Александр пригладил рукой волосы и, помедлив немного, с трудом подбирая слова, ответил:

— Я все думаю: а нужно ли такое удальство? Пользы от Петькиной проделки ни на грош, а риск огромный.

— Вчера мы действовали без риска, наверняка, все в аккурат, — возразил Костя.

— Так ли? У нас в армии есть хорошая традиция делать разбор тактических действий. Давай разберем по косточкам вашу «операцию» и посмотрим, что в ней хорошо и что неладно.

— А что, скажешь, плохо ее провели? — задорно бросил Костя.

— Неплохо. Цель достигнута. Хороша выдумка с письмом от имени партизанского штаба: вы направили ищеек на ложный след. Опасность, конечно, подстерегает нас всюду. И нередко мы сами идем ей навстречу. А почему? Иного выхода нет. Вспомни, как без радио было плохо! Мы были оторваны от страны. Как туго приходилось без машинки. Мы не могли увеличить тираж листовок. И тогда я сам тебе сказал: иди на все, достань любыми путями. Поступать так вынуждала необходимость. Тут риск оправдан. А какая, скажи, необходимость крутиться два часа возле комендатуры?

— Правильно, — поддержал Кузьма. — А если бы часовой вышел и начал палить? Зацапал бы того же Кольку или Саньку. А потянули бы всех троих.

— Если бы да кабы… Мы ж не попались? — Костя упрямо сбычил голову.

— Если так, то и Петька прав, он тоже не попался, — заметил Александр. — Ну скажи, какая была надобность лезть в помещение полиции? Наклей вы свое письмо за квартал подальше, все равно дошло бы по адресу. Ты не задумывался, к чему все это могло привести?

— К чему? — Костя мрачно поглядел на Ревякина.

— Представь себе, что Петьку схватила внутренняя охрана. Второй раз ему бы не выскользнуть. А дальше — обыск на квартире у его матери, неприятности для Кузьмы и Вани, которые живут у нее без прописки. А от них ниточка привела бы сюда. Всем известно, что мы друзья и что Петька у нас бывает. А наша квартира и так уже на примете у Женьки.

— Мне все кажется, что за нами следят, — Лида зябко повела плечами.

— Ты учти, что у нас скрывается Людвиг и мы здесь оборудуем типографию. Провал нашей квартиры — провал всей организации. Кстати, — Ревякин обвел взглядом всех сидевших за столом, — с нынешнего дня всем запрещаю являться сюда без вызова. Будут приходить только двое — Гузов и Костя. Гузов мой сослуживец, учитель, и о Косте известно, что он работает.

Слушая старшину, Костя морщил коричневый от загара лоб и нет-нет ворошил ежик на голове, как это делал Ревякин. На его широком, чуть скуластом лице, точно в зеркале, отражались смятение, досада и скрытая внутренняя борьба. Мучительно трудно было признавать, что он чего-то не учел, недодумал, не понял. И еще труднее признаваться в этом на людях. А надо. Честно говоря, Саша прав — зарвались.

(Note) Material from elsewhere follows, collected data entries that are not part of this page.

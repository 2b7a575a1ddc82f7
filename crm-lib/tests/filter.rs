use crm_lib::{
    AccountFilter, AccountType, ActivityFilter, ActivityKind, ActivityStatus, ContactFilter, LeadFilter, LeadStatus,
    RecordFilter, Role, Store, UserFilter, UserStatus, cycle_choice,
};

#[test]
fn test_empty_filters_match_everything_in_order() {
    let store = Store::seeded();

    let accounts = AccountFilter::default().apply(store.accounts());
    assert_eq!(accounts, store.accounts());
    let leads = LeadFilter::default().apply(store.leads());
    assert_eq!(leads, store.leads());
    assert!(!LeadFilter::default().is_active());
}

#[test]
fn test_account_filter_combines_constraints() {
    let store = Store::seeded();

    let filter = AccountFilter {
        account_type: Some(AccountType::Customer),
        ..AccountFilter::default()
    };
    let names: Vec<String> = filter.apply(store.accounts()).into_iter().map(|a| a.name).collect();
    assert_eq!(names, ["Innovatech Solutions Ltd.", "MediCare Hospitals Group"]);

    let filter = AccountFilter {
        search: "medi".into(),
        industry: Some("Information Technology".into()),
        account_type: Some(AccountType::Customer),
    };
    assert!(filter.apply(store.accounts()).is_empty());
    assert!(filter.is_active());
}

#[test]
fn test_contact_filter_searches_name_email_company() {
    let store = Store::seeded();

    let by_company = ContactFilter { search: "innovate hub".into() };
    assert_eq!(by_company.apply(store.contacts()).len(), 1);

    let by_email = ContactFilter { search: "BUSINESS.ORG".into() };
    assert_eq!(by_email.apply(store.contacts())[0].name, "Vikram Singh");

    let by_name = ContactFilter { search: "sneha".into() };
    assert_eq!(by_name.apply(store.contacts()).len(), 2);
}

#[test]
fn test_lead_filter_status_and_search() {
    let store = Store::seeded();

    let filter = LeadFilter {
        search: "solutions".into(),
        status: None,
    };
    // company "Beta Solutions" plus the two Innovatech Solutions leads
    assert_eq!(filter.apply(store.leads()).len(), 3);

    let filter = LeadFilter {
        search: "solutions".into(),
        status: Some(LeadStatus::Negotiation),
    };
    let leads = filter.apply(store.leads());
    assert_eq!(leads.len(), 1);
    assert_eq!(leads[0].id, "L007");
}

#[test]
fn test_activity_filter() {
    let store = Store::seeded();

    let filter = ActivityFilter {
        search: String::new(),
        kind: Some(ActivityKind::Meeting),
        status: Some(ActivityStatus::Upcoming),
    };
    let activities = filter.apply(store.activities());
    assert_eq!(activities.len(), 1);
    assert_eq!(activities[0].id, "act_003");
}

#[test]
fn test_user_filter() {
    let store = Store::seeded();

    let filter = UserFilter {
        search: String::new(),
        role: Some(Role::SalesRepresentative),
        status: Some(UserStatus::Active),
    };
    let users = filter.apply(store.users());
    assert_eq!(users.len(), 1);
    assert_eq!(users[0].name, "Rohan Das");

    let filter = UserFilter {
        search: "example.com".into(),
        ..UserFilter::default()
    };
    assert_eq!(filter.apply(store.users()).len(), 5);
}

#[test]
fn test_cycle_choice_wraps_through_none() {
    let mut status = None;
    let mut seen = Vec::new();
    for _ in 0..4 {
        status = cycle_choice::<ActivityStatus>(status);
        seen.push(status);
    }
    assert_eq!(
        seen,
        [
            Some(ActivityStatus::Upcoming),
            Some(ActivityStatus::Completed),
            Some(ActivityStatus::Overdue),
            None
        ]
    );
}
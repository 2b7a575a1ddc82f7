//! Input events, decoupled from crossterm so views can be driven in tests.

use crossterm::event::{
    Event as CrosstermEvent, KeyCode, KeyEvent, KeyEventKind, KeyModifiers, MouseButton as CtButton,
    MouseEvent, MouseEventKind,
};
use log::trace;

#[derive(Debug, Clone, Copy, PartialEq, Eq)]
pub enum Event {
    /// Key press
    Key { key: Key, modifiers: Modifiers },
    /// Mouse button press
    Click { x: u16, y: u16, button: MouseButton },
    /// Mouse wheel; negative is up
    Scroll { x: u16, y: u16, delta: i16 },
    /// Terminal resized
    Resize { width: u16, height: u16 },
}

impl Event {
    pub fn key(key: Key) -> Self {
        Self::Key {
            key,
            modifiers: Modifiers::default(),
        }
    }

    pub fn ctrl(c: char) -> Self {
        Self::Key {
            key: Key::Char(c),
            modifiers: Modifiers::ctrl(),
        }
    }

    pub fn click(x: u16, y: u16) -> Self {
        Self::Click {
            x,
            y,
            button: MouseButton::Left,
        }
    }
}

/// Simplified key representation
#[derive(Debug, Clone, Copy, PartialEq, Eq, Hash)]
pub enum Key {
    Char(char),
    Enter,
    Backspace,
    Delete,
    Tab,
    BackTab,
    Escape,
    Up,
    Down,
    Left,
    Right,
    Home,
    End,
    PageUp,
    PageDown,
}

#[derive(Debug, Clone, Copy, PartialEq, Eq, Default)]
pub struct Modifiers {
    pub shift: bool,
    pub ctrl: bool,
    pub alt: bool,
}

impl Modifiers {
    pub fn ctrl() -> Self {
        Self {
            ctrl: true,
            ..Default::default()
        }
    }
}

#[derive(Debug, Clone, Copy, PartialEq, Eq)]
pub enum MouseButton {
    Left,
    Right,
    Middle,
}

fn convert_modifiers(mods: KeyModifiers) -> Modifiers {
    Modifiers {
        ctrl: mods.contains(KeyModifiers::CONTROL),
        shift: mods.contains(KeyModifiers::SHIFT),
        alt: mods.contains(KeyModifiers::ALT),
    }
}

fn convert_key(code: KeyCode) -> Option<Key> {
    match code {
        KeyCode::Char(c) => Some(Key::Char(c)),
        KeyCode::Enter => Some(Key::Enter),
        KeyCode::Esc => Some(Key::Escape),
        KeyCode::Backspace => Some(Key::Backspace),
        KeyCode::Delete => Some(Key::Delete),
        KeyCode::Tab => Some(Key::Tab),
        KeyCode::BackTab => Some(Key::BackTab),
        KeyCode::Up => Some(Key::Up),
        KeyCode::Down => Some(Key::Down),
        KeyCode::Left => Some(Key::Left),
        KeyCode::Right => Some(Key::Right),
        KeyCode::Home => Some(Key::Home),
        KeyCode::End => Some(Key::End),
        KeyCode::PageUp => Some(Key::PageUp),
        KeyCode::PageDown => Some(Key::PageDown),
        _ => None,
    }
}

fn convert_key_event(event: KeyEvent) -> Option<Event> {
    // Release/repeat events arrive on some platforms; only presses count.
    if event.kind != KeyEventKind::Press {
        return None;
    }
    Some(Event::Key {
        key: convert_key(event.code)?,
        modifiers: convert_modifiers(event.modifiers),
    })
}

fn convert_mouse_event(event: MouseEvent) -> Option<Event> {
    let (x, y) = (event.column, event.row);
    match event.kind {
        MouseEventKind::Down(button) => Some(Event::Click {
            x,
            y,
            button: match button {
                CtButton::Left => MouseButton::Left,
                CtButton::Right => MouseButton::Right,
                CtButton::Middle => MouseButton::Middle,
            },
        }),
        MouseEventKind::ScrollUp => Some(Event::Scroll { x, y, delta: -1 }),
        MouseEventKind::ScrollDown => Some(Event::Scroll { x, y, delta: 1 }),
        _ => None,
    }
}

/// Convert a crossterm event. Events the UI has no use for map to `None`.
pub fn convert_event(event: CrosstermEvent) -> Option<Event> {
    let converted = match event {
        CrosstermEvent::Key(key) => convert_key_event(key),
        CrosstermEvent::Mouse(mouse) => convert_mouse_event(mouse),
        CrosstermEvent::Resize(width, height) => Some(Event::Resize { width, height }),
        _ => None,
    };
    trace!("converted input event: {:?}", converted);
    converted
}

#[cfg(test)]
mod tests {
    use super::*;
    use crossterm::event::KeyEventState;

    #[test]
    fn key_press_keeps_modifiers() {
        let event = CrosstermEvent::Key(KeyEvent {
            code: KeyCode::Char('q'),
            modifiers: KeyModifiers::CONTROL,
            kind: KeyEventKind::Press,
            state: KeyEventState::NONE,
        });
        assert_eq!(convert_event(event), Some(Event::ctrl('q')));
    }

    #[test]
    fn key_release_is_dropped() {
        let event = CrosstermEvent::Key(KeyEvent {
            code: KeyCode::Enter,
            modifiers: KeyModifiers::NONE,
            kind: KeyEventKind::Release,
            state: KeyEventState::NONE,
        });
        assert_eq!(convert_event(event), None);
    }

    #[test]
    fn left_click_maps_to_click() {
        let event = CrosstermEvent::Mouse(MouseEvent {
            kind: MouseEventKind::Down(CtButton::Left),
            column: 4,
            row: 7,
            modifiers: KeyModifiers::NONE,
        });
        assert_eq!(convert_event(event), Some(Event::click(4, 7)));
    }
}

С видимым усилием Костя выдавил:

— Я, конечно, поддался… дюже хотелось насолить легавым… — И вдруг лицо его мгновенно преобразилось и глаза вспыхнули обычным веселым озорством: — А все же здорово у нас получилось! Ведь правда, здорово?

Перемена в настроении Кости была так стремительна, что вызвала дружный смех.

— Это же не парень, а просто чудо! — воскликнула Лида. Костя смутился. Если бы Лида знала, какую восторженную благодарность вызвала в его душе ее дружеская похвала…

 

IV

Лида снимала с веревки белье, когда увидела Ваню Пиванова, спускавшегося с горы по садовой тропке.

— Ну вот, ты всегда к шапочному разбору. А какой у нас был пи-ир! — сказала она.

— Зато у меня новостей — в трехтонке не уместишь, — лицо Вани, густо усыпанное веснушками, осветилось улыбкой. — Пойдем, расскажу.

Александр сидел за столом и писал обзор последних известий с фронта; Людвиг, пристроившись на подоконнике, делал набросок рисунка в газету; Кузьма спал за ширмой, а Костя собрался идти домой.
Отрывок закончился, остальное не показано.